Os dados que obtivemos são semelhantes ao do estudo realizado por Teevan e colaboradores (2011) com alunos de farmácia da Universidade de Connecticut, no qual observaram diferenças significativas para os polos sensorial, visual e sequencial (p<0,001). Além disso, Felder e Spurlin (2005) apresentam um compilado do estudo de estilos de aprendizagem em cursos de engenharia em várias universidades do mundo, incluindo a Escola Politécnica da USP. Os estilos mais preferidos pelos estudantes foram: Ativo, Sensorial, Visual e Sequencial, que coincidiu com a combinação das 4 dimensões mais frequentes observada neste estudo em ambos os grupos.

No entanto, quando contrastamos o método de ensino utilizado no integrado III com os estilos de aprendizagem dos alunos estudados, a incompatibilidade fica evidente. Segundo Felder (1988), idealizador do questionário de estilos de aprendizagem, as aulas teórico-expositivas atendem adequadamente os estilos intuitivo, verbal, reflexivo, pois normalmente, durante as aulas são enfatizados

conceitos e teorias por meio da palavra falada em ambientes nos quais os alunos adotam uma postura passiva de escutar e anotar o que lhes é transmitido.
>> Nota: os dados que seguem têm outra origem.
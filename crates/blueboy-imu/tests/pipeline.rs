//! End-to-end tests: bytes in, orientation out, through the public client.

use approx::assert_abs_diff_eq;
use blueboy_imu::connection::{ConnectionState, RetryPolicy, StopSignal};
use blueboy_imu::fusion::{self, FilterParams, OrientationState};
use blueboy_imu::protocol::{decode_sample, encode_sample, Frame, FrameSynchronizer, SAMPLE_COMMAND};
use blueboy_imu::session::SessionOptions;
use blueboy_imu::types::ImuSample;
use blueboy_imu::ImuClient;
use glam::Vec3;
use std::io::{self, Cursor, Read, Write};
use std::sync::atomic::{AtomicU32, Ordering};
use std::sync::{Arc, Mutex};
use std::time::{Duration, Instant};

const RESET: [u8; 7] = [0xEF, 0xBE, 0xAD, 0xDE, 0x01, 0x00, 0x00];
const BEGIN: [u8; 9] = [0xEF, 0xBE, 0xAD, 0xDE, 0x03, 0x00, 0x10, 0x32, 0x00];
const END: [u8; 7] = [0xEF, 0xBE, 0xAD, 0xDE, 0x01, 0x00, 0x11];

/// Write half that records everything the client sends.
#[derive(Clone, Default)]
struct Recorder(Arc<Mutex<Vec<u8>>>);

impl Recorder {
    fn bytes(&self) -> Vec<u8> {
        self.0.lock().unwrap().clone()
    }
}

impl Write for Recorder {
    fn write(&mut self, buf: &[u8]) -> io::Result<usize> {
        self.0.lock().unwrap().extend_from_slice(buf);
        Ok(buf.len())
    }

    fn flush(&mut self) -> io::Result<()> {
        Ok(())
    }
}

/// Read half that replays one frame forever until a stop is requested.
struct Replay {
    bytes: Vec<u8>,
    pos: usize,
    stop: StopSignal,
}

impl Read for Replay {
    fn read(&mut self, buf: &mut [u8]) -> io::Result<usize> {
        if self.stop.is_requested() {
            return Err(io::Error::new(io::ErrorKind::ConnectionAborted, "stop requested"));
        }
        if self.pos == self.bytes.len() {
            std::thread::sleep(Duration::from_millis(2));
            self.pos = 0;
        }
        let n = buf.len().min(self.bytes.len() - self.pos);
        buf[..n].copy_from_slice(&self.bytes[self.pos..self.pos + n]);
        self.pos += n;
        Ok(n)
    }
}

fn fast_options() -> SessionOptions {
    SessionOptions {
        reset_settle: Duration::ZERO,
        retry: RetryPolicy {
            initial_backoff: Duration::ZERO,
            max_backoff: Duration::ZERO,
            max_attempts: Some(1),
        },
        reconnect: false,
        ..SessionOptions::default()
    }
}

fn sample_frame(gyro_z: f32) -> Vec<u8> {
    let sample = ImuSample {
        mag: Vec3::new(0.0, 0.0, 1.0),
        accel: Vec3::new(0.0, 0.0, 1.0),
        gyro: Vec3::new(0.0, 0.0, gyro_z),
    };
    Frame::new(SAMPLE_COMMAND, encode_sample(&sample))
        .to_bytes()
        .unwrap()
}

fn wait_for(mut condition: impl FnMut() -> bool) -> bool {
    let deadline = Instant::now() + Duration::from_secs(5);
    while Instant::now() < deadline {
        if condition() {
            return true;
        }
        std::thread::sleep(Duration::from_millis(5));
    }
    false
}

#[test]
fn device_bytes_decode_and_fuse_to_identity() {
    let mut bytes = vec![0xEF, 0xBE, 0xAD, 0xDE, 0x25, 0x00, 0x10];
    for v in [0.0f32, 0.0, 1.0, 0.0, 0.0, 1.0, 0.0, 0.0, 0.0] {
        bytes.extend_from_slice(&v.to_le_bytes());
    }

    let mut sync = FrameSynchronizer::new(Cursor::new(bytes));
    let frame = sync.next_frame().unwrap();
    assert_eq!(frame.command, SAMPLE_COMMAND);
    assert_eq!(frame.payload.len(), 36);

    let sample = decode_sample(&frame).unwrap();
    assert_eq!(sample.mag, Vec3::new(0.0, 0.0, 1.0));
    assert_eq!(sample.accel, Vec3::new(0.0, 0.0, 1.0));
    assert_eq!(sample.gyro, Vec3::ZERO);

    let to_f64 = |v: Vec3| nalgebra::Vector3::new(v.x as f64, v.y as f64, v.z as f64);
    let next = fusion::update(
        OrientationState::identity(),
        &to_f64(sample.gyro),
        &to_f64(sample.accel),
        Some(&to_f64(sample.mag)),
        &FilterParams::default(),
        0.05,
    );

    assert_abs_diff_eq!(next.quaternion().norm(), 1.0, epsilon = 1e-12);
    assert_eq!(next.wxyz(), [1.0, 0.0, 0.0, 0.0]);
}

#[test]
fn client_streams_until_transport_ends() {
    let mut stream = vec![0x13, 0x37, 0xDE, 0xAD];
    for _ in 0..3 {
        stream.extend(sample_frame(0.1));
    }

    let recorder = Recorder::default();
    let writer = recorder.clone();
    let client = ImuClient::connect_with("memory", fast_options(), move |_stop| {
        Ok((Cursor::new(stream.clone()), writer.clone()))
    })
    .unwrap();

    assert!(wait_for(|| matches!(
        client.connection_state(),
        ConnectionState::Failed { .. }
    )));

    let stats = client.stats();
    assert_eq!(stats.connections, 1);
    assert_eq!(stats.frames, 3);
    assert_eq!(stats.samples, 3);
    assert_eq!(stats.discarded_bytes, 4);
    assert_eq!(stats.malformed_payloads, 0);

    // Three steps of 0.1 rad/s about z at 50 ms each.
    let [w, x, y, z] = client.orientation().components();
    assert!(z > 0.0);
    assert_abs_diff_eq!(x, 0.0, epsilon = 1e-6);
    assert_abs_diff_eq!(y, 0.0, epsilon = 1e-6);
    assert_abs_diff_eq!(2.0 * z.atan2(w), 0.015, epsilon = 1e-4);

    let mut expected = RESET.to_vec();
    expected.extend_from_slice(&BEGIN);
    assert_eq!(recorder.bytes(), expected);

    client.shutdown();
}

#[test]
fn client_reconnects_and_keeps_counting() {
    let opens = Arc::new(AtomicU32::new(0));
    let counter = opens.clone();
    let mut options = fast_options();
    options.reconnect = true;

    let client = ImuClient::connect_with("memory", options, move |_stop| {
        if counter.fetch_add(1, Ordering::SeqCst) >= 2 {
            return Err(io::Error::new(io::ErrorKind::NotFound, "unplugged"));
        }
        let mut stream = vec![0xAA];
        stream.extend(sample_frame(0.0));
        stream.extend(sample_frame(0.0));
        Ok((Cursor::new(stream), io::sink()))
    })
    .unwrap();

    assert!(wait_for(|| matches!(
        client.connection_state(),
        ConnectionState::Failed { .. }
    )));

    assert_eq!(opens.load(Ordering::SeqCst), 3);
    let stats = client.stats();
    assert_eq!(stats.connections, 2);
    assert_eq!(stats.frames, 4);
    assert_eq!(stats.samples, 4);
    assert_eq!(stats.discarded_bytes, 2);

    client.shutdown();
}

#[test]
fn shutdown_ends_the_stream() {
    let recorder = Recorder::default();
    let writer = recorder.clone();
    let client = ImuClient::connect_with("memory", fast_options(), move |stop| {
        let reader = Replay {
            bytes: sample_frame(0.0),
            pos: 0,
            stop: stop.clone(),
        };
        Ok((reader, writer.clone()))
    })
    .unwrap();

    assert!(wait_for(|| client.stats().samples >= 3));
    assert_eq!(client.connection_state(), ConnectionState::Connected);
    client.shutdown();

    let mut expected = RESET.to_vec();
    expected.extend_from_slice(&BEGIN);
    expected.extend_from_slice(&END);
    assert_eq!(recorder.bytes(), expected);
}

#[test]
fn set_zero_reaches_running_session() {
    let half = std::f64::consts::FRAC_PI_4;
    let options = SessionOptions {
        initial: OrientationState::from_wxyz(half.cos(), 0.0, 0.0, half.sin()).unwrap(),
        ..fast_options()
    };

    let client = ImuClient::connect_with("memory", options, |stop| {
        let reader = Replay {
            bytes: sample_frame(0.0),
            pos: 0,
            stop: stop.clone(),
        };
        Ok((reader, io::sink()))
    })
    .unwrap();

    // Level, so the 90 degree heading seed is held exactly.
    assert!(wait_for(|| client.stats().samples >= 1));
    let (_, _, yaw) = client.orientation().euler_angles();
    assert_abs_diff_eq!(yaw, std::f32::consts::FRAC_PI_2, epsilon = 1e-5);

    client.set_zero();
    assert!(wait_for(|| client.orientation().quaternion.w > 0.9999));

    client.shutdown();
}

#[test]
fn zero_period_is_refused_up_front() {
    let options = SessionOptions {
        period_ms: 0,
        ..fast_options()
    };
    let result = ImuClient::connect_with("memory", options, |_stop| {
        Ok((Cursor::new(Vec::<u8>::new()), io::sink()))
    });
    assert!(result.is_err());
}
A solução para esta incompatibilidade, ainda segundo o autor, seria adequar as aulas de forma que fossem comportados todos os estilos de aprendizagem. O conteúdo apresentado pode ser uma combinação de dados e fatos com conceitos e teorias, para atender tanto sensoriais como intuitivos; para atender visuais e verbais, seria necessário apenas incluir figuras, gráficos e diagramas à aulas; e, por fim, o professor deveria alternar as aulas com a resolução de problemas práticos e/ou organizar os alunos em grupos para a realização de tarefas. . (FELDER, 1988)

Entretanto, é importante destacar alguns cuidados devem ser tomados quando se trabalhando com estilos de aprendizagem. Primeiro, a preferência do aluno por um estilo de aprendizagem não significa que ele sempre vai aprender por meio daquele canal, mas sim que o aluno apresenta uma preferência por um determinado método (FELDER; SPURLIN, 2005). Segundo, os estilos de aprendizagem podem mudar com o tempo. As preferências podem se alterar por conta da exposição a algum método de ensino que promova um estilo diferente de aprendizagem (NOVAK et al., 2006). Por fim, a principal mensagem é que o corpo docente não fique preso apenas a um método de ensino, pois que os alunos aprendem de formas variadas e que seu aproveitamento disciplinar pode aumentar significativamente caso seu estilo de aprendizagem seja beneficiado por meio de alguma técnica educacional (TEEVAN, 2011).

A ciência de que nossos alunos apresentam uma pluralidade de combinações de estilos de aprendizagem, representou mais um desafio para a aplicação do método, uma vez que este conhecimento veio juntamente com a responsabilidade de contemplar os estilos de todos os alunos.